Exercise objective :: Scan the entries below for "label" and copy each line that holds it.
Segment Open
use super::super::domain::{
    non_blank, Application, EquityAcceptance, EquityExpectation, ExperienceYears,
    FinancialSituation, FreeTextField, PartnershipType, TimeCommitment,
};
use super::findings::{format_usd, Flag, FlagCode, Severity, Strength};
use super::skills::total_weight;
use super::{Check, ScoreAdjustment};

const GATE_POINTS: i32 = 10;
const FREE_TEXT_POINTS: i32 = 5;
const FEE_POINTS: i32 = 5;

/// Running tally. Every penalty saturates at zero as soon as it is applied.
#[derive(Debug, Default)]
pub(crate) struct ScoreSheet {
    pub score: u32,
    pub flags: Vec<Flag>,
    pub strengths: Vec<Strength>,
    pub adjustments: Vec<ScoreAdjustment>,
}

impl ScoreSheet {
    fn apply(&mut self, check: Check, points: i32) {
        if points == 0 {
            return;
        }
        self.adjustments.push(ScoreAdjustment { check, points });
        self.score = if points > 0 {
            self.score.saturating_add(points.unsigned_abs())
        } else {
            self.score.saturating_sub(points.unsigned_abs())
        };
    }

    fn flag(&mut self, code: FlagCode, severity: Severity) {
        self.flags.push(Flag::new(code, severity));
    }

    fn strength(&mut self, strength: Strength) {
        self.strengths.push(strength);
    }
}

pub(crate) fn score_application(application: &Application) -> ScoreSheet {
    let mut sheet = ScoreSheet::default();

    if !application.confirmed_understanding {
        sheet.flag(FlagCode::UnconfirmedUnderstanding, Severity::DealBreaker);
        return sheet;
    }
    sheet.apply(Check::Gate, GATE_POINTS);
    sheet.strength(Strength::ConfirmedUnderstanding);

    match application.partnership_type {
        PartnershipType::Equity | PartnershipType::Hybrid => {
            score_equity_acceptance(application, &mut sheet);
            score_equity_expectation(application.equity_expectation, &mut sheet);
        }
        PartnershipType::MonetaryBusiness => score_monetary_terms(application, &mut sheet),
    }

    score_financial_situation(application.financial_situation, &mut sheet);
    score_experience(application.experience_years, &mut sheet);
    score_time_commitment(application.time_commitment, &mut sheet);
    score_skills(application, &mut sheet);

    for field in FreeTextField::ALL {
        score_free_text(application, field, &mut sheet);
    }

    sheet
}

fn score_equity_acceptance(application: &Application, sheet: &mut ScoreSheet) {
    match application.equity_acceptance {
        EquityAcceptance::NeedsImmediatePayment => {
            sheet.apply(Check::EquityAcceptance, -50);
            sheet.flag(FlagCode::NeedsImmediatePayment, Severity::DealBreaker);
        }
        EquityAcceptance::FullyComfortable => {
            sheet.apply(Check::EquityAcceptance, 25);
            sheet.strength(Strength::ComfortableWithEquity);
        }
        EquityAcceptance::WithConditions => {
            sheet.apply(Check::EquityAcceptance, 10);
            sheet.flag(FlagCode::ConditionalEquityAcceptance, Severity::Caution);
        }
        EquityAcceptance::PrefersHybrid => {
            sheet.apply(Check::EquityAcceptance, 5);
            sheet.strength(Strength::OpenToHybrid);

            if application.partnership_type == PartnershipType::Hybrid {
                match positive_amount(application.monthly_revenue_share_usd) {
                    Some(monthly_usd) => {
                        sheet.strength(Strength::RevenueShareSpecified { monthly_usd })
                    }
                    None => {
                        sheet.apply(Check::RevenueShare, -15);
                        sheet.flag(FlagCode::RevenueShareMissing, Severity::Warning);
                    }
                }
            }
        }
        EquityAcceptance::Unset => sheet.flag(FlagCode::EquityAcceptanceUnset, Severity::Caution),
    }
}

fn score_equity_expectation(bucket: EquityExpectation, sheet: &mut ScoreSheet) {
    let too_high = FlagCode::EquityExpectationTooHigh { bucket };
    match bucket {
        EquityExpectation::TwentyFivePlus => {
            sheet.apply(Check::EquityExpectation, -40);
            sheet.flag(too_high, Severity::DealBreaker);
        }
        EquityExpectation::TwentyToTwentyFive => {
            sheet.apply(Check::EquityExpectation, -20);
            sheet.flag(too_high, Severity::Warning);
        }
        EquityExpectation::FifteenToTwenty => {
            sheet.apply(Check::EquityExpectation, -10);
            sheet.flag(too_high, Severity::Caution);
        }
        EquityExpectation::TenToFifteen => {
            sheet.apply(Check::EquityExpectation, 5);
            sheet.strength(Strength::ReasonableEquityExpectation { bucket });
        }
        EquityExpectation::Under1
        | EquityExpectation::OneToTwo
        | EquityExpectation::TwoToFive
        | EquityExpectation::FiveToTen => {
            sheet.apply(Check::EquityExpectation, 15);
            sheet.strength(Strength::ReasonableEquityExpectation { bucket });
        }
        EquityExpectation::Negotiable => {
            sheet.apply(Check::EquityExpectation, 10);
            sheet.strength(Strength::ReasonableEquityExpectation { bucket });
        }
        EquityExpectation::Unset => sheet.flag(FlagCode::EquityExpectationUnset, Severity::Caution),
    }
}

fn score_monetary_terms(application: &Application, sheet: &mut ScoreSheet) {
    let upfront_usd = positive_amount(application.upfront_fee_usd);
    let monthly_usd = positive_amount(application.monthly_fee_usd);

    if upfront_usd.is_none() && monthly_usd.is_none() {
        sheet.apply(Check::Fees, -30);
        sheet.flag(FlagCode::FeesMissing, Severity::Warning);
    } else {
        let present = [upfront_usd, monthly_usd].iter().flatten().count() as i32;
        sheet.apply(Check::Fees, FEE_POINTS * present);
        sheet.strength(Strength::FeesSpecified {
            upfront_usd,
            monthly_usd,
        });
    }

    if non_blank(application.business_description.as_deref()).is_some() {
        sheet.apply(Check::BusinessDescription, 15);
        sheet.strength(Strength::BusinessDescribed);
    } else {
        sheet.apply(Check::BusinessDescription, -25);
        sheet.flag(FlagCode::BusinessDescriptionMissing, Severity::Warning);
    }
}

fn score_financial_situation(situation: FinancialSituation, sheet: &mut ScoreSheet) {
    match situation {
        FinancialSituation::Stable => {
            sheet.apply(Check::FinancialSituation, 20);
            sheet.strength(Strength::FinanciallyStable);
        }
        FinancialSituation::SomeRunway => {
            sheet.apply(Check::FinancialSituation, 8);
            sheet.flag(FlagCode::LimitedRunway, Severity::Caution);
        }
        FinancialSituation::NeedsIncome => {
            sheet.apply(Check::FinancialSituation, -20);
            sheet.flag(FlagCode::NeedsIncome, Severity::Warning);
        }
        FinancialSituation::PreferNotToSay => {
            sheet.flag(FlagCode::FinancialsUndisclosed, Severity::Caution)
        }
    }
}

fn score_experience(years: ExperienceYears, sheet: &mut ScoreSheet) {
    let points = match years {
        ExperienceYears::TenPlus => 30,
        ExperienceYears::SixToTen => 20,
        ExperienceYears::ThreeToFive => 10,
        ExperienceYears::ZeroToTwo => {
            sheet.apply(Check::Experience, -10);
            sheet.flag(FlagCode::LimitedExperience, Severity::Caution);
            return;
        }
    };
    sheet.apply(Check::Experience, points);
    sheet.strength(Strength::Experienced { years });
}

fn score_time_commitment(commitment: TimeCommitment, sheet: &mut ScoreSheet) {
    match commitment {
        TimeCommitment::FullTime | TimeCommitment::Substantial => {
            let points = if commitment == TimeCommitment::FullTime {
                20
            } else {
                10
            };
            sheet.apply(Check::TimeCommitment, points);
            sheet.strength(Strength::Committed { commitment });
        }
        TimeCommitment::PartTime => {
            sheet.apply(Check::TimeCommitment, -10);
            sheet.flag(FlagCode::PartTimeCommitment, Severity::Warning);
        }
        TimeCommitment::Flexible => {
            sheet.flag(FlagCode::CommitmentNeedsClarification, Severity::Caution)
        }
    }
}

fn score_skills(application: &Application, sheet: &mut ScoreSheet) {
    if application.skills.is_empty() {
        sheet.apply(Check::Skills, -5);
        sheet.flag(FlagCode::NoSkills, Severity::Caution);
        return;
    }

    let weight = total_weight(&application.skills);
    sheet.apply(Check::Skills, weight as i32);
    sheet.strength(Strength::Skilled {
        skills: application.skills.iter().copied().collect(),
        weight,
    });
}

fn score_free_text(application: &Application, field: FreeTextField, sheet: &mut ScoreSheet) {
    if non_blank(application.free_text(field)).is_some() {
        sheet.apply(Check::FreeText(field), FREE_TEXT_POINTS);
        sheet.strength(Strength::AnswerProvided { field });
    } else {
        sheet.apply(Check::FreeText(field), -FREE_TEXT_POINTS);
        sheet.flag(FlagCode::AnswerMissing { field }, Severity::Caution);
    }
}

/// One-line description of whichever compensation branch the candidate filled in.
pub(crate) fn compensation_summary(application: &Application) -> String {
    let mut parts = vec![application.partnership_type.label().to_string()];

    match application.partnership_type {
        PartnershipType::Equity | PartnershipType::Hybrid => {
            parts.push(format!(
                "expectation: {}",
                application.equity_expectation.label()
            ));
            parts.push(format!(
                "acceptance: {}",
                application.equity_acceptance.label()
            ));
            if application.partnership_type == PartnershipType::Hybrid {
                parts.push(format!(
                    "monthly revenue share: {}",
                    describe_amount(application.monthly_revenue_share_usd)
                ));
            }
        }
        PartnershipType::MonetaryBusiness => {
            parts.push(format!(
                "upfront fee: {}",
                describe_amount(application.upfront_fee_usd)
            ));
            parts.push(format!(
                "monthly fee: {}",
                describe_amount(application.monthly_fee_usd)
            ));
        }
    }

    parts.join(" | ")
}

fn describe_amount(amount: Option<f64>) -> String {
    positive_amount(amount)
        .map(format_usd)
        .unwrap_or_else(|| "not specified".to_string())
}

fn positive_amount(amount: Option<f64>) -> Option<f64> {
    amount.filter(|value| value.is_finite() && *value > 0.0)
}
Segment Closed
Result ::
    let mut parts = vec![application.partnership_type.label().to_string()];
                application.equity_expectation.label()
                application.equity_acceptance.label()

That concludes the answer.